2. Assim, entendo que a Transportes Fluviais Potencial Ltda. cometeu a infração tipificada na  Resolução nº 1.274-ANTAQ, art. 23, inciso XVIII (deixar de prestar o serviço autorizado em conformidade com os padrões estabelecidos de regularidade e continuidade) por não prestar o serviço de transporte de passageiros, veículos e cargas na navegação interior de travessia internacional, no rio Uruguai, entre os municípios de Porto Mauá-RS (Brasil) e Alba Posse-Província de Missiones (Argentina), de acordo com a frequência do esquema operacional autorizado pelo Termo de Autorização nº 635-ANTAQ, de 10/03/10, e seu 1º Aditivo, de 27/09/11.
Como dito anteriormente, manifesto minha concordância integral com a opinião conclusiva constante do supracitado PATI. Assim, concluo com o entendimento de que a entidade autuada cometeu a infração que lhe foi imputada.
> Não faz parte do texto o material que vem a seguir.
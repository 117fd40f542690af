//! Configuration management for Gannhook

use serde::{Deserialize, Serialize};

/// Main configuration struct
#[derive(Debug, Clone, Default, Serialize, Deserialize)]
pub struct Config {
    /// Server configuration
    pub server: ServerConfig,

    /// Alert retention configuration
    pub alerts: AlertConfig,

    /// Logging configuration
    pub logging: LoggingConfig,
}

/// Server configuration
#[derive(Debug, Clone, Serialize, Deserialize)]
pub struct ServerConfig {
    /// Host to bind to
    pub host: String,
    /// HTTP port
    pub port: u16,
}

impl Default for ServerConfig {
    fn default() -> Self {
        Self {
            host: "0.0.0.0".to_string(),
            port: default_port(),
        }
    }
}

impl ServerConfig {
    /// Socket address string for binding
    pub fn addr(&self) -> String {
        format!("{}:{}", self.host, self.port)
    }
}

/// Alert retention configuration
#[derive(Debug, Clone, Serialize, Deserialize)]
pub struct AlertConfig {
    /// Maximum number of alerts kept in memory
    pub max_alerts: usize,
    /// Maximum number of alerts returned per query
    pub page_size: usize,
}

impl Default for AlertConfig {
    fn default() -> Self {
        Self {
            max_alerts: 50,
            page_size: 20,
        }
    }
}

/// Logging configuration
#[derive(Debug, Clone, Serialize, Deserialize)]
pub struct LoggingConfig {
    /// Log level
    pub level: String,
}

impl Default for LoggingConfig {
    fn default() -> Self {
        Self {
            level: "info".to_string(),
        }
    }
}

/// Default HTTP port, honoring the `PORT` environment variable
fn default_port() -> u16 {
    std::env::var("PORT")
        .ok()
        .and_then(|p| p.parse().ok())
        .unwrap_or(3000)
}
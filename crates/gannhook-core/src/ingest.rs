//! Ingestion pipeline for webhook alerts
//!
//! The pipeline receives a bot id and raw payload, builds an alert record,
//! classifies it, and hands the finished record to the store. Insertion only
//! happens after classification completes, so readers never see a partially
//! processed alert.

use tracing::{debug, info};

use crate::classifier::Classifier;
use crate::models::{Alert, AlertType};
use crate::store::AlertStore;

/// Ingestion pipeline: classify incoming webhooks and store them
#[derive(Clone)]
pub struct Ingestor {
    classifier: Classifier,
    store: AlertStore,
}

impl Ingestor {
    /// Create a new ingestor backed by the given store
    pub fn new(store: AlertStore) -> Self {
        Self {
            classifier: Classifier::new(),
            store,
        }
    }

    /// Ingest one webhook payload and return the stored alert's id.
    ///
    /// Any payload shape is accepted; classification degrades to `GENERAL`
    /// when the payload carries no recognizable message.
    pub fn ingest(&self, bot_id: &str, payload: serde_json::Value) -> u64 {
        debug!(bot_id, "webhook received");

        let mut alert = Alert::new(bot_id, payload);

        let classification = self.classifier.classify(&alert.payload);
        alert.alert_type = classification.alert_type;
        alert.priority = classification.priority;
        alert.processed = true;

        match alert.alert_type {
            AlertType::SectionChange => info!(bot_id, "Gann section change detected"),
            AlertType::VolumeClimax => info!(bot_id, "volume climax detected"),
            AlertType::FiftyPercent => info!(bot_id, "50% level alert"),
            AlertType::General => {}
        }

        let id = self.store.insert(alert);
        info!(bot_id, alert_id = id, ?classification, "alert processed");
        id
    }

    /// The store this ingestor writes to
    pub fn store(&self) -> &AlertStore {
        &self.store
    }
}
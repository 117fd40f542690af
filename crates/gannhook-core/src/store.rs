//! Bounded in-memory alert history
//!
//! The store owns all alert records exclusively. It keeps at most
//! `max_alerts` records in most-recent-first order, evicting the oldest on
//! overflow. Id assignment happens under the same lock as insertion, so ids
//! are unique and strictly increasing even under concurrent ingestion, and
//! readers never observe a transient overflow or a half-inserted record.

use std::collections::VecDeque;
use std::sync::Arc;

use chrono::Utc;
use parking_lot::Mutex;
use serde::Serialize;

use crate::models::Alert;

/// Result of a filtered store query
#[derive(Debug, Clone, Serialize)]
pub struct QueryResult {
    /// Matching alerts in most-recent-first order, truncated to the limit
    pub alerts: Vec<Alert>,
    /// Number of matching alerts before truncation
    pub total: usize,
}

struct Inner {
    alerts: VecDeque<Alert>,
    last_id: u64,
}

/// Bounded, most-recent-first collection of alerts
#[derive(Clone)]
pub struct AlertStore {
    inner: Arc<Mutex<Inner>>,
    max_alerts: usize,
}

impl AlertStore {
    /// Create a store that retains at most `max_alerts` records
    pub fn new(max_alerts: usize) -> Self {
        Self {
            inner: Arc::new(Mutex::new(Inner {
                alerts: VecDeque::with_capacity(max_alerts),
                last_id: 0,
            })),
            max_alerts,
        }
    }

    /// Insert an alert, assigning its id, and return that id.
    ///
    /// The id is the current wall-clock in milliseconds, bumped past the
    /// previously issued id when the clock has not advanced. After insertion
    /// the store is truncated to the newest `max_alerts` records.
    pub fn insert(&self, mut alert: Alert) -> u64 {
        let mut inner = self.inner.lock();

        let now_ms = u64::try_from(Utc::now().timestamp_millis()).unwrap_or(0);
        let id = now_ms.max(inner.last_id + 1);
        inner.last_id = id;
        alert.id = id;

        inner.alerts.push_front(alert);
        inner.alerts.truncate(self.max_alerts);

        id
    }

    /// Query alerts in stored order, optionally filtered by bot id.
    ///
    /// Returns up to `limit` records plus the total count of matches before
    /// truncation.
    pub fn query(&self, bot_id: Option<&str>, limit: usize) -> QueryResult {
        let inner = self.inner.lock();

        let matching = inner
            .alerts
            .iter()
            .filter(|a| bot_id.map_or(true, |id| a.bot_id == id));

        let total = matching.clone().count();
        let alerts = matching.take(limit).cloned().collect();

        QueryResult { alerts, total }
    }

    /// Current number of stored alerts
    pub fn len(&self) -> usize {
        self.inner.lock().alerts.len()
    }

    /// Whether the store is empty
    pub fn is_empty(&self) -> bool {
        self.len() == 0
    }
}
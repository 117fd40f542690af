//! Data models for Gannhook

mod alert;

pub use alert::*;
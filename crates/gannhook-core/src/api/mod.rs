//! REST API implementation
//!
//! This module provides the HTTP surface for Gannhook: webhook ingestion,
//! alert queries, and the status endpoint.

pub mod handlers;
pub mod routes;

pub use handlers::AppState;
pub use routes::create_router;

use tokio::net::TcpListener;
use tower_http::cors::{Any, CorsLayer};
use tower_http::trace::TraceLayer;
use tracing::info;

use crate::error::Result;
use crate::ingest::Ingestor;

/// HTTP API server
pub struct HttpServer {
    state: AppState,
}

impl HttpServer {
    /// Create a new HTTP server
    pub fn new(ingestor: Ingestor, page_size: usize) -> Self {
        Self {
            state: AppState::new(ingestor, page_size),
        }
    }

    /// Start the HTTP server
    pub async fn serve(self, addr: &str) -> Result<()> {
        let cors = CorsLayer::new()
            .allow_origin(Any)
            .allow_methods(Any)
            .allow_headers(Any);

        let app = create_router(self.state)
            .layer(cors)
            .layer(TraceLayer::new_for_http());

        let listener = TcpListener::bind(addr).await?;

        info!("webhook server listening on {}", addr);
        info!("webhook URL: http://{}/webhook/<bot-id>", addr);

        axum::serve(listener, app)
            .await
            .map_err(|e| crate::error::Error::Internal(e.to_string()))?;

        Ok(())
    }
}
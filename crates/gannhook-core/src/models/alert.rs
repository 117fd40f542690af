//! Alert data models

use chrono::{DateTime, Utc};
use serde::{Deserialize, Serialize};

/// Gann pattern detected in an alert message
#[derive(Debug, Clone, Copy, PartialEq, Eq, Serialize, Deserialize, Default)]
#[serde(rename_all = "SCREAMING_SNAKE_CASE")]
pub enum AlertType {
    /// Gann section change
    SectionChange,
    /// Volume climax
    VolumeClimax,
    /// 50% retracement level
    FiftyPercent,
    /// No recognized pattern
    #[default]
    General,
}

/// Alert priority level
#[derive(Debug, Clone, Copy, PartialEq, Eq, Serialize, Deserialize)]
#[serde(rename_all = "SCREAMING_SNAKE_CASE")]
pub enum Priority {
    /// Act on immediately
    High,
    /// Worth attention
    Medium,
}

/// One ingested webhook notification
#[derive(Debug, Clone, Serialize, Deserialize)]
#[serde(rename_all = "camelCase")]
pub struct Alert {
    /// Unique identifier, strictly increasing, derived from creation time
    pub id: u64,

    /// Opaque bot identifier taken verbatim from the webhook route
    pub bot_id: String,

    /// Creation time, fixed at ingestion
    pub timestamp: DateTime<Utc>,

    /// Raw webhook body, stored unmodified
    pub payload: serde_json::Value,

    /// Detected Gann pattern
    #[serde(rename = "type")]
    pub alert_type: AlertType,

    /// Priority assigned by the matching rule, absent when no rule set one
    #[serde(skip_serializing_if = "Option::is_none")]
    pub priority: Option<Priority>,

    /// Whether classification has run; stored alerts always have this set
    pub processed: bool,
}

impl Alert {
    /// Create an unclassified alert for the given bot and payload.
    ///
    /// The id is assigned by the store at insertion; until then it is zero.
    pub fn new(bot_id: impl Into<String>, payload: serde_json::Value) -> Self {
        Self {
            id: 0,
            bot_id: bot_id.into(),
            timestamp: Utc::now(),
            payload,
            alert_type: AlertType::default(),
            priority: None,
            processed: false,
        }
    }
}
Das agravantes e atenuantes
As sanções administrativas aplicáveis pela ANTAQ são aquelas previstas na Seção VIII da Resolução nº 3.259-ANTAQ, de 30/01/2014, que dispõe sobre a fiscalização e o procedimento sancionador em matéria de competência da ANTAQ.
A  definição e cálculo do quantum das penalidades pecuniárias eventualmente aplicáveis pela ANTAQ é atualmente disciplinada pelas disposições da Nota Técnica nº 002/2015-SFC, de 18/03/15.
Neste sentido, corroboro com o entendimento da aplicabilidade da sanção de advertência, conforme trecho destacado do PATI:
3. Opino pela possibilidade de aplicação da sanção de Advertência à empresa, pois presentes as condições estipuladas no art. 54 da Resolução nº 3.259-ANTAQ (infração de natureza leve, não ocorrência de prejuízo e primariedade no cometimento de infração).
Também, concordo com o parecerista que não identificou circunstâncias agravantes no caso, nos termos do §2º do art. 52 da Resolução nº 3.259-ANTAQ.
Quanto às circunstâncias atenuantes, a penalidade foi possibilitada pela inexistência de reincidências genéricas e específicas cometidas pela empresa, conforme trecho destacado do PATI abaixo:
Consoante Resolução nº 3.259-ANTAQ, art. 52, §1º, foi identificada a seguinte circunstância atenuante:
V – primariedade do infrator: não foram encontradas penalidades definitivamente julgadas pela Agência nos últimos 3 anos em desfavor da empresa.

CONCLUSÃO

Assim, considerando o disposto no art. 54 da Resolução nº 3.259-ANTAQ, decido pela aplicação da penalidade de ADVERTÊNCIA à Transportes Fluviais Potencial Ltda., CNPJ nº 04.269.559/0001-72, pelo cometimento da infração tipificada no inciso XVIII do art. 23 da  Resolução nº 1.274-ANTAQ.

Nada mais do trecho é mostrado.